Sensitive information that identifies thousands Roblox creators has been exposed after a data breach that affected attendees at a conference for Roblox developers, which allegedly remained undisclosed by the company for at least two years. As reported by PC Gamerthe stream contains personal information from the people who participated Roblox Developer Conference between 2017-2020, including names, usernames, date of birth, physical addresses, email addresses, IP addresses, phone numbers, and even t-shirt sizes.
“Roblox is aware of a third-party security issue where there were indications of unauthorized access to limited personal information of a subset of our creator community,” said a Roblox the spokesperson of PC Gamer. “We engaged independent experts to support the investigation led by our information security team. Those affected will receive an email communicating the next steps we are taking to support them. We will continue to be vigilant in monitoring and verifying the cybersecurity posture of Roblox and our third-party vendors.”

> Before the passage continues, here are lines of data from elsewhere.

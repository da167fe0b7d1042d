//! Parsing of interactive input lines into intents.

use crate::error::ChatError;

/// One user intent typed at the prompt.
#[derive(Debug, Clone, PartialEq, Eq)]
pub enum Command {
    Join(String),
    Select(String),
    Leave,
    Deselect,
    /// `None` clears the display name.
    Name(Option<String>),
    Rooms,
    Users,
    Go(String),
    Prev,
    Next,
    Help,
    Quit,
    Say(String),
}

/// A command and what it does, for `/help`.
struct Usage {
    syntax: &'static str,
    desc: &'static str,
}

const USAGE: &[Usage] = &[
    Usage {
        syntax: "/join NAME",
        desc: "Join a room without switching to it",
    },
    Usage {
        syntax: "/select NAME",
        desc: "Join a room and make it current",
    },
    Usage {
        syntax: "/leave",
        desc: "Leave the current room and forget its history",
    },
    Usage {
        syntax: "/back",
        desc: "Deselect the current room",
    },
    Usage {
        syntax: "/name [NAME]",
        desc: "Set your name in the current room (empty clears it)",
    },
    Usage {
        syntax: "/rooms",
        desc: "List joined rooms",
    },
    Usage {
        syntax: "/users",
        desc: "List users in the current room",
    },
    Usage {
        syntax: "/go PATH",
        desc: "Navigate to a location such as /room/Lobby",
    },
    Usage {
        syntax: "/prev, /next",
        desc: "Step through location history",
    },
    Usage {
        syntax: "/help",
        desc: "Show this help",
    },
    Usage {
        syntax: "/quit",
        desc: "Exit",
    },
];

pub fn help_text() -> String {
    let width = USAGE.iter().map(|u| u.syntax.len()).max().unwrap_or(0);
    let mut out = String::from("Anything not starting with / is sent to the current room.\n");
    for usage in USAGE {
        out.push_str(&format!("  {:<width$}  {}\n", usage.syntax, usage.desc, width = width));
    }
    out
}

/// Parse one input line. Blank lines give `Ok(None)`.
pub fn parse(line: &str) -> Result<Option<Command>, ChatError> {
    let line = line.trim_end_matches(['\r', '\n']);
    if line.trim().is_empty() {
        return Ok(None);
    }
    let Some(rest) = line.strip_prefix('/') else {
        return Ok(Some(Command::Say(line.to_string())));
    };
    // "//text" sends a message that starts with a slash.
    if rest.starts_with('/') {
        return Ok(Some(Command::Say(rest.to_string())));
    }

    let (name, arg) = match rest.split_once(char::is_whitespace) {
        Some((name, arg)) => (name, arg.trim()),
        None => (rest, ""),
    };
    let required = |command: &'static str| {
        if arg.is_empty() {
            Err(ChatError::MissingArgument(command))
        } else {
            Ok(arg.to_string())
        }
    };

    let command = match name {
        "join" => Command::Join(required("join")?),
        "select" => Command::Select(required("select")?),
        "leave" => Command::Leave,
        "back" => Command::Deselect,
        "name" => Command::Name((!arg.is_empty()).then(|| arg.to_string())),
        "rooms" => Command::Rooms,
        "users" => Command::Users,
        "go" => Command::Go(required("go")?),
        "prev" => Command::Prev,
        "next" => Command::Next,
        "help" | "?" => Command::Help,
        "quit" | "exit" => Command::Quit,
        other => return Err(ChatError::UnknownCommand(other.to_string())),
    };
    Ok(Some(command))
}

#[cfg(test)]
mod tests {
    use super::*;

    #[test]
    fn test_plain_text_is_a_message() {
        assert_eq!(parse("hello there").unwrap(), Some(Command::Say("hello there".into())));
        assert_eq!(parse("  indented\n").unwrap(), Some(Command::Say("  indented".into())));
        assert_eq!(parse("//not a command").unwrap(), Some(Command::Say("/not a command".into())));
    }

    #[test]
    fn test_blank_lines_are_skipped() {
        assert_eq!(parse("").unwrap(), None);
        assert_eq!(parse("   \n").unwrap(), None);
    }

    #[test]
    fn test_commands_with_arguments() {
        assert_eq!(parse("/join Lobby 2").unwrap(), Some(Command::Join("Lobby 2".into())));
        assert_eq!(parse("/select  Games ").unwrap(), Some(Command::Select("Games".into())));
        assert_eq!(parse("/go /room/Lobby").unwrap(), Some(Command::Go("/room/Lobby".into())));
        assert_eq!(parse("/name Ann").unwrap(), Some(Command::Name(Some("Ann".into()))));
        assert_eq!(parse("/name").unwrap(), Some(Command::Name(None)));
    }

    #[test]
    fn test_bare_commands() {
        assert_eq!(parse("/leave").unwrap(), Some(Command::Leave));
        assert_eq!(parse("/back").unwrap(), Some(Command::Deselect));
        assert_eq!(parse("/prev").unwrap(), Some(Command::Prev));
        assert_eq!(parse("/next").unwrap(), Some(Command::Next));
        assert_eq!(parse("/quit").unwrap(), Some(Command::Quit));
    }

    #[test]
    fn test_bad_commands() {
        assert!(matches!(parse("/join"), Err(ChatError::MissingArgument("join"))));
        assert!(matches!(parse("/dance"), Err(ChatError::UnknownCommand(c)) if c == "dance"));
    }

    #[test]
    fn test_help_lists_every_command() {
        let help = help_text();
        for usage in USAGE {
            assert!(help.contains(usage.syntax));
        }
    }
}
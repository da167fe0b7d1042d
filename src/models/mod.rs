//! Data models for rooms, messages and presence

mod message;
mod room;
mod timestamp;
mod user;

pub use message::*;
pub use room::*;
pub use timestamp::*;
pub use user::*;

use serde::de;
use serde::{Deserialize, Deserializer};

/// Server-assigned identifier of a user session within one channel join.
pub type UserId = String;

/// Server-assigned message identifier, unique within one room only.
pub type MessageId = i64;

/// Accept ids sent either as JSON numbers or as strings.
pub(crate) fn string_or_number<'de, D: Deserializer<'de>>(d: D) -> Result<String, D::Error> {
    struct Visitor;
    impl<'de> de::Visitor<'de> for Visitor {
        type Value = String;
        fn expecting(&self, f: &mut std::fmt::Formatter) -> std::fmt::Result {
            f.write_str("integer or string id")
        }
        fn visit_u64<E: de::Error>(self, v: u64) -> Result<String, E> {
            Ok(v.to_string())
        }
        fn visit_i64<E: de::Error>(self, v: i64) -> Result<String, E> {
            Ok(v.to_string())
        }
        fn visit_str<E: de::Error>(self, v: &str) -> Result<String, E> {
            Ok(v.to_owned())
        }
    }
    d.deserialize_any(Visitor)
}

/// Optional variant of [`string_or_number`]; `null` and absence map to `None`.
pub(crate) fn opt_string_or_number<'de, D: Deserializer<'de>>(
    d: D,
) -> Result<Option<String>, D::Error> {
    struct Id(String);
    impl<'de> Deserialize<'de> for Id {
        fn deserialize<D: Deserializer<'de>>(d: D) -> Result<Self, D::Error> {
            string_or_number(d).map(Id)
        }
    }
    Ok(Option::<Id>::deserialize(d)?.map(|id| id.0))
}
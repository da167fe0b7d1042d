//! Phoenix channel wire format (JSON serializer v2)
//!
//! Every frame is a JSON array `[join_ref, ref, topic, event, payload]`.

use anyhow::{anyhow, bail, Context, Result};
use serde::Deserialize;
use serde_json::Value;
use url::Url;

pub const PHX_JOIN: &str = "phx_join";
pub const PHX_LEAVE: &str = "phx_leave";
pub const PHX_REPLY: &str = "phx_reply";
pub const PHX_ERROR: &str = "phx_error";
pub const PHX_CLOSE: &str = "phx_close";

pub const EVENT_MESSAGE: &str = "message";
pub const EVENT_PRESENCE_STATE: &str = "presence_state";
pub const EVENT_PRESENCE_DIFF: &str = "presence_diff";
pub const EVENT_NEW_MESSAGE: &str = "new_message";

/// Socket-level topic used for heartbeats.
pub const PHOENIX_TOPIC: &str = "phoenix";
const HEARTBEAT: &str = "heartbeat";

const ROOM_TOPIC_PREFIX: &str = "room:";

pub fn room_topic(room: &str) -> String {
    format!("{}{}", ROOM_TOPIC_PREFIX, room)
}

pub fn topic_room(topic: &str) -> Option<&str> {
    topic.strip_prefix(ROOM_TOPIC_PREFIX)
}

#[derive(Debug, Clone, PartialEq)]
pub struct Frame {
    pub join_ref: Option<String>,
    pub msg_ref: Option<String>,
    pub topic: String,
    pub event: String,
    pub payload: Value,
}

impl Frame {
    pub fn heartbeat(msg_ref: String) -> Self {
        Self {
            join_ref: None,
            msg_ref: Some(msg_ref),
            topic: PHOENIX_TOPIC.to_string(),
            event: HEARTBEAT.to_string(),
            payload: Value::Object(Default::default()),
        }
    }

    pub fn encode(&self) -> String {
        serde_json::json!([
            self.join_ref,
            self.msg_ref,
            self.topic,
            self.event,
            self.payload
        ])
        .to_string()
    }

    pub fn decode(text: &str) -> Result<Self> {
        let (join_ref, msg_ref, topic, event, payload): (
            Option<String>,
            Option<String>,
            String,
            String,
            Value,
        ) = serde_json::from_str(text).context("Malformed channel frame")?;
        Ok(Self {
            join_ref,
            msg_ref,
            topic,
            event,
            payload,
        })
    }
}

/// Payload of a `phx_reply`.
#[derive(Debug, Deserialize)]
pub struct Reply {
    pub status: String,
    #[serde(default)]
    pub response: Value,
}

impl Reply {
    pub fn is_ok(&self) -> bool {
        self.status == "ok"
    }
}

/// Build the WebSocket endpoint from the server's base URL. `https` servers
/// get `wss`.
pub fn socket_url(server_url: &str, socket_path: &str) -> Result<Url> {
    let mut url =
        Url::parse(server_url).with_context(|| format!("Invalid server URL: {}", server_url))?;
    let scheme = match url.scheme() {
        "https" | "wss" => "wss",
        "http" | "ws" => "ws",
        other => bail!("Unsupported server URL scheme: {}", other),
    };
    url.set_scheme(scheme)
        .map_err(|_| anyhow!("Cannot use scheme {} for {}", scheme, server_url))?;
    url.set_path(&format!("{}/websocket", socket_path.trim_end_matches('/')));
    url.set_query(Some("vsn=2.0.0"));
    Ok(url)
}

#[cfg(test)]
mod tests {
    use super::*;

    #[test]
    fn test_decode_broadcast() {
        let frame = Frame::decode(
            r#"[null,null,"room:Lobby","message",{"id":1,"time":1000,"text":"hi","sender_id":5,"sender_name":"Ann"}]"#,
        )
        .unwrap();
        assert_eq!(frame.join_ref, None);
        assert_eq!(frame.topic, "room:Lobby");
        assert_eq!(frame.event, EVENT_MESSAGE);
        assert_eq!(frame.payload["sender_name"], "Ann");
    }

    #[test]
    fn test_encode_decode_preserves_refs() {
        let frame = Frame {
            join_ref: Some("1".into()),
            msg_ref: Some("2".into()),
            topic: room_topic("Lobby"),
            event: PHX_JOIN.into(),
            payload: serde_json::json!({}),
        };
        assert_eq!(frame.encode(), r#"["1","2","room:Lobby","phx_join",{}]"#);
        assert_eq!(Frame::decode(&frame.encode()).unwrap(), frame);
    }

    #[test]
    fn test_decode_rejects_garbage() {
        assert!(Frame::decode("{}").is_err());
        assert!(Frame::decode(r#"["1","2","t"]"#).is_err());
    }

    #[test]
    fn test_heartbeat_frame() {
        let hb = Frame::heartbeat("7".into());
        assert_eq!(hb.encode(), r#"[null,"7","phoenix","heartbeat",{}]"#);
    }

    #[test]
    fn test_room_topic_round_trip() {
        assert_eq!(topic_room(&room_topic("a:b")), Some("a:b"));
        assert_eq!(topic_room("phoenix"), None);
    }

    #[test]
    fn test_socket_url_scheme() {
        let url = socket_url("https://chat.example.com", "/api/socket").unwrap();
        assert_eq!(
            url.as_str(),
            "wss://chat.example.com/api/socket/websocket?vsn=2.0.0"
        );
        let url = socket_url("http://localhost:4000/", "/api/socket/").unwrap();
        assert_eq!(
            url.as_str(),
            "ws://localhost:4000/api/socket/websocket?vsn=2.0.0"
        );
        assert!(socket_url("ftp://example.com", "/api/socket").is_err());
        assert!(socket_url("not a url", "/api/socket").is_err());
    }
}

Troy Hunt, creator of the website Have I Been Pwned, drew attention to the leak July 18 after “multiple people” notified him that private data had been published online. According to one of Hunt’s ResourcesThe initial data breach dates back to 2021, but did not spread beyond “specific fraudulent communities within Roblox.The source also claims that an undisclosed number of “high-profile users” affected by the leak have started receiving malicious calls, texts and emails. As noted by PC gamer, leaked identifying data opens individuals up to all kinds of fraud and harassment, including identity theft.
Have I Been Pwned reports that the original breach may have occurred as early as December 18, 2020, and that 3,943 Roblox accounts have been compromised. Roblox did not publicly disclose the breach until this week. “Roblox has now contacted all those affected,” the company said in a statement sent to Hunt. “The minimally affected users received an apology email. For the most severely affected users, they received a year of identity protection and an apology to everyone else .”
We have reached Roblox to clarify when the initial breach occurred and whether the company had previously notified individual account holders affected by the breach. We’ll update this story if we hear back.
Given the sensitive nature of the leaked data, the impact of this could be particularly nefarious when you consider that children as young as 13 are allowed to join RobloxDeveloper Program. The gaming platform is not specifically designed for children, but it is IS extremely popular with minors. According to the company’s first quarter 2023 earnings report, 43 percent of the platform’s 66.1 million daily active users are under the age of 13.